A full, exact copy of the records below is the required answer.

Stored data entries
::::::

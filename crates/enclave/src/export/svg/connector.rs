//! Connector, port, and flow painting.

use log::{debug, warn};
use svg::node::element as svg_element;

use enclave_core::{
    color::Color,
    draw::{ArrowMarkers, LayeredOutput, RenderLayer, SvgNode, path_data},
    geometry::Point,
    scene::{Connector, Flow, Port},
};

use super::{Svg, resolve_color};
use crate::{enforce::EnforcementResult, index::SceneIndex, port::port_point};

const CONNECTOR_STROKE: &str = "#475569";
const PORT_FILL: &str = "#0f172a";
const FLOW_FILL: &str = "#f59e0b";
const LABEL_FONT_SIZE: f32 = 11.0;

/// A connector with both endpoints resolved.
pub(super) struct RoutedConnector<'a> {
    pub connector: &'a Connector,
    pub path: String,
    pub midpoint: Point,
    /// Nearest boundary of the source endpoint.
    pub container: Option<&'a str>,
    pub stroke: Color,
    pub marker: String,
}

pub(super) struct PlacedPort<'a> {
    pub port: &'a Port,
    pub point: Point,
    pub container: Option<&'a str>,
}

pub(super) struct PlacedFlow<'a> {
    pub flow: &'a Flow,
    pub path: String,
    pub container: Option<&'a str>,
    pub color: Color,
}

/// Resolves every connector, dropping those with a missing endpoint.
pub(super) fn route_connectors<'a>(
    result: &'a EnforcementResult,
    index: &SceneIndex<'a>,
    markers: &mut ArrowMarkers,
) -> Vec<RoutedConnector<'a>> {
    result
        .scene
        .connectors
        .iter()
        .filter_map(|connector| {
            let endpoints = (
                index.resolve_endpoint(&connector.from, &result.rects),
                index.resolve_endpoint(&connector.to, &result.rects),
            );
            let (Some(from), Some(to)) = endpoints else {
                warn!(
                    connector_id = connector.id.as_str(),
                    from = connector.from.as_str(),
                    to = connector.to.as_str();
                    "Skipping connector with unresolved endpoint"
                );
                return None;
            };

            let stroke = resolve_color(
                connector.stroke.as_deref(),
                CONNECTOR_STROKE,
                &connector.id,
            );
            let container = index.endpoint_chain(from.host_id).first().copied();
            debug!(
                connector_id = connector.id.as_str(),
                container:? = container;
                "Connector routed"
            );

            Some(RoutedConnector {
                connector,
                path: path_data(from.point, to.point, connector.style),
                midpoint: from.point.midpoint(to.point),
                container,
                marker: markers.marker_for(stroke),
                stroke,
            })
        })
        .collect()
}

/// Places every port whose host has a corrected rectangle.
pub(super) fn place_ports<'a>(
    result: &'a EnforcementResult,
    index: &SceneIndex<'a>,
) -> Vec<PlacedPort<'a>> {
    result
        .scene
        .ports
        .iter()
        .filter_map(|port| {
            let Some(host) = result.rects.get(&port.node_id) else {
                warn!(
                    port_id = port.id.as_str(),
                    node_id = port.node_id.as_str();
                    "Skipping port with unknown host"
                );
                return None;
            };
            Some(PlacedPort {
                port,
                point: port_point(port.side, port.offset, host),
                container: index.enclosing_boundary_id(&port.node_id),
            })
        })
        .collect()
}

/// Attaches every flow to its routed connector.
pub(super) fn place_flows<'a>(
    result: &'a EnforcementResult,
    connectors: &[RoutedConnector<'a>],
) -> Vec<PlacedFlow<'a>> {
    result
        .scene
        .flows
        .iter()
        .filter_map(|flow| {
            let Some(routed) = connectors
                .iter()
                .find(|routed| routed.connector.id == flow.connector)
            else {
                warn!(
                    flow_id = flow.id.as_str(),
                    connector_id = flow.connector.as_str();
                    "Skipping flow on unknown connector"
                );
                return None;
            };
            Some(PlacedFlow {
                flow,
                path: routed.path.clone(),
                container: routed.container,
                color: resolve_color(flow.color.as_deref(), FLOW_FILL, &flow.id),
            })
        })
        .collect()
}

impl Svg<'_> {
    pub(super) fn render_connector(&self, routed: &RoutedConnector<'_>) -> LayeredOutput {
        let mut output = LayeredOutput::new();

        let path = svg_element::Path::new()
            .set("id", format!("connector-{}", routed.connector.id))
            .set("d", routed.path.as_str())
            .set("fill", "none")
            .set("stroke", &routed.stroke)
            .set("stroke-opacity", routed.stroke.alpha())
            .set("stroke-width", 1.5)
            .set("marker-end", routed.marker.as_str());
        output.add_to_layer(RenderLayer::Connector, Box::new(path));

        if let Some(label) = &routed.connector.label {
            let text = svg_element::Text::new(label.as_str())
                .set("x", routed.midpoint.x())
                .set("y", routed.midpoint.y() - 4.0)
                .set("text-anchor", "middle")
                .set("font-size", LABEL_FONT_SIZE)
                .set("fill", &routed.stroke);
            output.add_to_layer(RenderLayer::Label, Box::new(text));
        }

        output
    }

    pub(super) fn render_port(&self, placed: &PlacedPort<'_>) -> SvgNode {
        Box::new(
            svg_element::Circle::new()
                .set("id", format!("port-{}", placed.port.id))
                .set("cx", placed.point.x())
                .set("cy", placed.point.y())
                .set("r", self.config.render().port_radius())
                .set("fill", PORT_FILL),
        )
    }

    /// One circle per token, each animated along the connector path with
    /// `begin` offsets spread evenly over one duration.
    pub(super) fn render_flow(&self, placed: &PlacedFlow<'_>) -> SvgNode {
        let flow = placed.flow;
        let count = flow.count.max(1);
        let duration = flow.duration.max(f32::EPSILON);

        let group = svg_element::Group::new()
            .set("id", format!("flow-{}", flow.id))
            .set("data-kind", "flow");

        let group = (0..count).fold(group, |group, i| {
            let begin = duration * i as f32 / count as f32;
            let motion = svg_element::AnimateMotion::new()
                .set("dur", format!("{duration}s"))
                .set("begin", format!("{begin}s"))
                .set("repeatCount", "indefinite")
                .set("path", placed.path.as_str());
            group.add(
                svg_element::Circle::new()
                    .set("r", self.config.render().flow_radius())
                    .set("fill", &placed.color)
                    .set("fill-opacity", placed.color.alpha())
                    .add(motion),
            )
        });

        Box::new(group)
    }
}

::::::

### Answer space
filename crates/enclave/src/export/svg/connector.rs
//! Connector, port, and flow painting.

use log::{debug, warn};
use svg::node::element as svg_element;

use enclave_core::{
    color::Color,
    draw::{ArrowMarkers, LayeredOutput, RenderLayer, SvgNode, path_data},
    geometry::Point,
    scene::{Connector, Flow, Port},
};

use super::{Svg, resolve_color};
use crate::{enforce::EnforcementResult, index::SceneIndex, port::port_point};

const CONNECTOR_STROKE: &str = "#475569";
const PORT_FILL: &str = "#0f172a";
const FLOW_FILL: &str = "#f59e0b";
const LABEL_FONT_SIZE: f32 = 11.0;

/// A connector with both endpoints resolved.
pub(super) struct RoutedConnector<'a> {
    pub connector: &'a Connector,
    pub path: String,
    pub midpoint: Point,
    /// Nearest boundary of the source endpoint.
    pub container: Option<&'a str>,
    pub stroke: Color,
    pub marker: String,
}

pub(super) struct PlacedPort<'a> {
    pub port: &'a Port,
    pub point: Point,
    pub container: Option<&'a str>,
}

pub(super) struct PlacedFlow<'a> {
    pub flow: &'a Flow,
    pub path: String,
    pub container: Option<&'a str>,
    pub color: Color,
}

/// Resolves every connector, dropping those with a missing endpoint.
pub(super) fn route_connectors<'a>(
    result: &'a EnforcementResult,
    index: &SceneIndex<'a>,
    markers: &mut ArrowMarkers,
) -> Vec<RoutedConnector<'a>> {
    result
        .scene
        .connectors
        .iter()
        .filter_map(|connector| {
            let endpoints = (
                index.resolve_endpoint(&connector.from, &result.rects),
                index.resolve_endpoint(&connector.to, &result.rects),
            );
            let (Some(from), Some(to)) = endpoints else {
                warn!(
                    connector_id = connector.id.as_str(),
                    from = connector.from.as_str(),
                    to = connector.to.as_str();
                    "Skipping connector with unresolved endpoint"
                );
                return None;
            };

            let stroke = resolve_color(
                connector.stroke.as_deref(),
                CONNECTOR_STROKE,
                &connector.id,
            );
            let container = index.endpoint_chain(from.host_id).first().copied();
            debug!(
                connector_id = connector.id.as_str(),
                container:? = container;
                "Connector routed"
            );

            Some(RoutedConnector {
                connector,
                path: path_data(from.point, to.point, connector.style),
                midpoint: from.point.midpoint(to.point),
                container,
                marker: markers.marker_for(stroke),
                stroke,
            })
        })
        .collect()
}

/// Places every port whose host has a corrected rectangle.
pub(super) fn place_ports<'a>(
    result: &'a EnforcementResult,
    index: &SceneIndex<'a>,
) -> Vec<PlacedPort<'a>> {
    result
        .scene
        .ports
        .iter()
        .filter_map(|port| {
            let Some(host) = result.rects.get(&port.node_id) else {
                warn!(
                    port_id = port.id.as_str(),
                    node_id = port.node_id.as_str();
                    "Skipping port with unknown host"
                );
                return None;
            };
            Some(PlacedPort {
                port,
                point: port_point(port.side, port.offset, host),
                container: index.enclosing_boundary_id(&port.node_id),
            })
        })
        .collect()
}

/// Attaches every flow to its routed connector.
pub(super) fn place_flows<'a>(
    result: &'a EnforcementResult,
    connectors: &[RoutedConnector<'a>],
) -> Vec<PlacedFlow<'a>> {
    result
        .scene
        .flows
        .iter()
        .filter_map(|flow| {
            let Some(routed) = connectors
                .iter()
                .find(|routed| routed.connector.id == flow.connector)
            else {
                warn!(
                    flow_id = flow.id.as_str(),
                    connector_id = flow.connector.as_str();
                    "Skipping flow on unknown connector"
                );
                return None;
            };
            Some(PlacedFlow {
                flow,
                path: routed.path.clone(),
                container: routed.container,
                color: resolve_color(flow.color.as_deref(), FLOW_FILL, &flow.id),
            })
        })
        .collect()
}

impl Svg<'_> {
    pub(super) fn render_connector(&self, routed: &RoutedConnector<'_>) -> LayeredOutput {
        let mut output = LayeredOutput::new();

        let path = svg_element::Path::new()
            .set("id", format!("connector-{}", routed.connector.id))
            .set("d", routed.path.as_str())
            .set("fill", "none")
            .set("stroke", &routed.stroke)
            .set("stroke-opacity", routed.stroke.alpha())
            .set("stroke-width", 1.5)
            .set("marker-end", routed.marker.as_str());
        output.add_to_layer(RenderLayer::Connector, Box::new(path));

        if let Some(label) = &routed.connector.label {
            let text = svg_element::Text::new(label.as_str())
                .set("x", routed.midpoint.x())
                .set("y", routed.midpoint.y() - 4.0)
                .set("text-anchor", "middle")
                .set("font-size", LABEL_FONT_SIZE)
                .set("fill", &routed.stroke);
            output.add_to_layer(RenderLayer::Label, Box::new(text));
        }

        output
    }

    pub(super) fn render_port(&self, placed: &PlacedPort<'_>) -> SvgNode {
        Box::new(
            svg_element::Circle::new()
                .set("id", format!("port-{}", placed.port.id))
                .set("cx", placed.point.x())
                .set("cy", placed.point.y())
                .set("r", self.config.render().port_radius())
                .set("fill", PORT_FILL),
        )
    }

    /// One circle per token, each animated along the connector path with
    /// `begin` offsets spread evenly over one duration.
    pub(super) fn render_flow(&self, placed: &PlacedFlow<'_>) -> SvgNode {
        let flow = placed.flow;
        let count = flow.count.max(1);
        let duration = flow.duration.max(f32::EPSILON);

        let group = svg_element::Group::new()
            .set("id", format!("flow-{}", flow.id))
            .set("data-kind", "flow");

        let group = (0..count).fold(group, |group, i| {
            let begin = duration * i as f32 / count as f32;
            let motion = svg_element::AnimateMotion::new()
                .set("dur", format!("{duration}s"))
                .set("begin", format!("{begin}s"))
                .set("repeatCount", "indefinite")
                .set("path", placed.path.as_str());
            group.add(
                svg_element::Circle::new()
                    .set("r", self.config.render().flow_radius())
                    .set("fill", &placed.color)
                    .set("fill-opacity", placed.color.alpha())
                    .add(motion),
            )
        });

        Box::new(group)
    }
}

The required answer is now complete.